PROMPT. Every line from the start of the records below to the line containing "not be written" should be retyped exactly, that line included, and no others.

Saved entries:
************
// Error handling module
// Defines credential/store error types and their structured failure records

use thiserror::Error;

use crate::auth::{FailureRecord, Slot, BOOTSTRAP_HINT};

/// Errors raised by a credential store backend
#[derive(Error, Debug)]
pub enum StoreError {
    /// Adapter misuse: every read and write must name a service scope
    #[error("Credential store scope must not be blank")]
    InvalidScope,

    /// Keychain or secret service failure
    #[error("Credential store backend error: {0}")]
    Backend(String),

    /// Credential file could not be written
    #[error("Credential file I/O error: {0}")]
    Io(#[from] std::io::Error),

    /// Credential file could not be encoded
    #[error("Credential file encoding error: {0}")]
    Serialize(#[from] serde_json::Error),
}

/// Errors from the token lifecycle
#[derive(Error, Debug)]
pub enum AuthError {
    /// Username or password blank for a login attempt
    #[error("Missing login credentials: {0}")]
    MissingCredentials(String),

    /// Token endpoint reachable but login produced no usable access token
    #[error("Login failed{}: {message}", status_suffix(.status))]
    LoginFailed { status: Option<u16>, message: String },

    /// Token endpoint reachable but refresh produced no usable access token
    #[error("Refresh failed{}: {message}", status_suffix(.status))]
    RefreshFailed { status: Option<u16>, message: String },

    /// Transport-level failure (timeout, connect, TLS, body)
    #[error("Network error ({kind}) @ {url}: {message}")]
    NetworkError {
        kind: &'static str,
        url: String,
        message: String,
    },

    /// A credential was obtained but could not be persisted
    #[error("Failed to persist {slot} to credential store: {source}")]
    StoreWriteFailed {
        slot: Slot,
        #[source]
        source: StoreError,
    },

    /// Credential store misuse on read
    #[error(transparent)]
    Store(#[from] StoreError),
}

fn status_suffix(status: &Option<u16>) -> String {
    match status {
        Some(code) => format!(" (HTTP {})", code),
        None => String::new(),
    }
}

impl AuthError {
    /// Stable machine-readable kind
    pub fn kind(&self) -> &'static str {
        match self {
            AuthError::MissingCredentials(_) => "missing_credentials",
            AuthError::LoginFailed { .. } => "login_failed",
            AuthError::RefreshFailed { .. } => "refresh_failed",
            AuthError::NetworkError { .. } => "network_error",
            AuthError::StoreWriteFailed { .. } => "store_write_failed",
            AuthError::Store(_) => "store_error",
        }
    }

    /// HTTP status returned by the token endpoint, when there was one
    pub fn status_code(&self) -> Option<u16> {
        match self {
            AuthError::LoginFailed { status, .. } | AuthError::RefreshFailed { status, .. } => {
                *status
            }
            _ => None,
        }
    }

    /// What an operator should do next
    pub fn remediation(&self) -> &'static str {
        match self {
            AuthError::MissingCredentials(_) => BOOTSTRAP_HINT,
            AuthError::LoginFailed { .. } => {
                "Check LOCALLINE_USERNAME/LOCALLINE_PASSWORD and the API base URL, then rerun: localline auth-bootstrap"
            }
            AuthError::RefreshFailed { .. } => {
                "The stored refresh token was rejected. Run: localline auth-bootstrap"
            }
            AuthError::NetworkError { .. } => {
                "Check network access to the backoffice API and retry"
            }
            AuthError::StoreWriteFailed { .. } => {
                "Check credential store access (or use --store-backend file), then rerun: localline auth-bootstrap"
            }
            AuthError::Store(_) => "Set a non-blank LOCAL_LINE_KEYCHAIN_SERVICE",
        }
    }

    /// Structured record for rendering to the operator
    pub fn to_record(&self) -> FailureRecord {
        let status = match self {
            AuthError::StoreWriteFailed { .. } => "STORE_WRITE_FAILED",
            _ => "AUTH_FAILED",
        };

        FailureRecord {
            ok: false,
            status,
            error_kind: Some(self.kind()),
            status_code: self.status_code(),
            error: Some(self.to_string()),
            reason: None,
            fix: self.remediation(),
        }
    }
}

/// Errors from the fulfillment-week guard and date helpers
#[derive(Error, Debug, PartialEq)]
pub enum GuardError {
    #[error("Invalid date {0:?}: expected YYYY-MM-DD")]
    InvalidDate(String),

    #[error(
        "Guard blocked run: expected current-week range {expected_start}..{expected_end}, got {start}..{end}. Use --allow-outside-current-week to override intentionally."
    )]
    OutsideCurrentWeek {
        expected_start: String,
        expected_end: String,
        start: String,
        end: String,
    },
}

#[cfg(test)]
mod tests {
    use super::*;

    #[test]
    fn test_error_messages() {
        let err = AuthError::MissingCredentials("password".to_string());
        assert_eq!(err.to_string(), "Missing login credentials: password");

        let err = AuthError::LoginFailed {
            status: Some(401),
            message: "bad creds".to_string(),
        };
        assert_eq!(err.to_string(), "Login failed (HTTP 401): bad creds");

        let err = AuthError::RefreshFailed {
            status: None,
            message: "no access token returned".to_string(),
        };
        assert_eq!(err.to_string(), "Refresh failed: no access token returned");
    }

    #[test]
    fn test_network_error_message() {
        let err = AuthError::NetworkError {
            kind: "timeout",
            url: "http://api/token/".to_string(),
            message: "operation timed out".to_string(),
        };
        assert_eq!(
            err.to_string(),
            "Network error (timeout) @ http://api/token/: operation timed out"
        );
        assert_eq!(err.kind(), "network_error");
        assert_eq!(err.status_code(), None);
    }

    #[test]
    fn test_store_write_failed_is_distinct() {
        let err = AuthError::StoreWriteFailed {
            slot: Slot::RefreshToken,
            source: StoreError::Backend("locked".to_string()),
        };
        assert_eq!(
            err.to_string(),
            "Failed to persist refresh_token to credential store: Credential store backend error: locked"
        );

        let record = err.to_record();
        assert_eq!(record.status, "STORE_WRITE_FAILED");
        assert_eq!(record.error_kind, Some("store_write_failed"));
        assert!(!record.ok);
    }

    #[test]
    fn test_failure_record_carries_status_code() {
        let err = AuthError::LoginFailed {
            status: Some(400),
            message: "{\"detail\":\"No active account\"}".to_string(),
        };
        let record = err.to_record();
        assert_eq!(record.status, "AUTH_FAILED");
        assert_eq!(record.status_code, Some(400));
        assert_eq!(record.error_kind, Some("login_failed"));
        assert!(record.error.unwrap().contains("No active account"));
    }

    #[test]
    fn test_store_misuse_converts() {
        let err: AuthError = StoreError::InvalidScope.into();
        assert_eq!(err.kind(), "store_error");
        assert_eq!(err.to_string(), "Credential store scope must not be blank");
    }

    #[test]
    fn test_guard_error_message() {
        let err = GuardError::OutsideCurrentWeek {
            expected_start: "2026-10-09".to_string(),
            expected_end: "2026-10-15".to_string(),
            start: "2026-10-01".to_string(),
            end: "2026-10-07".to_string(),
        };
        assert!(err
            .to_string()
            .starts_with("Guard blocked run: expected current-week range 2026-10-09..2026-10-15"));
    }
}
************
RESULT.
// Error handling module
// Defines credential/store error types and their structured failure records

use thiserror::Error;

use crate::auth::{FailureRecord, Slot, BOOTSTRAP_HINT};

/// Errors raised by a credential store backend
#[derive(Error, Debug)]
pub enum StoreError {
    /// Adapter misuse: every read and write must name a service scope
    #[error("Credential store scope must not be blank")]
    InvalidScope,

    /// Keychain or secret service failure
    #[error("Credential store backend error: {0}")]
    Backend(String),

    /// Credential file could not be written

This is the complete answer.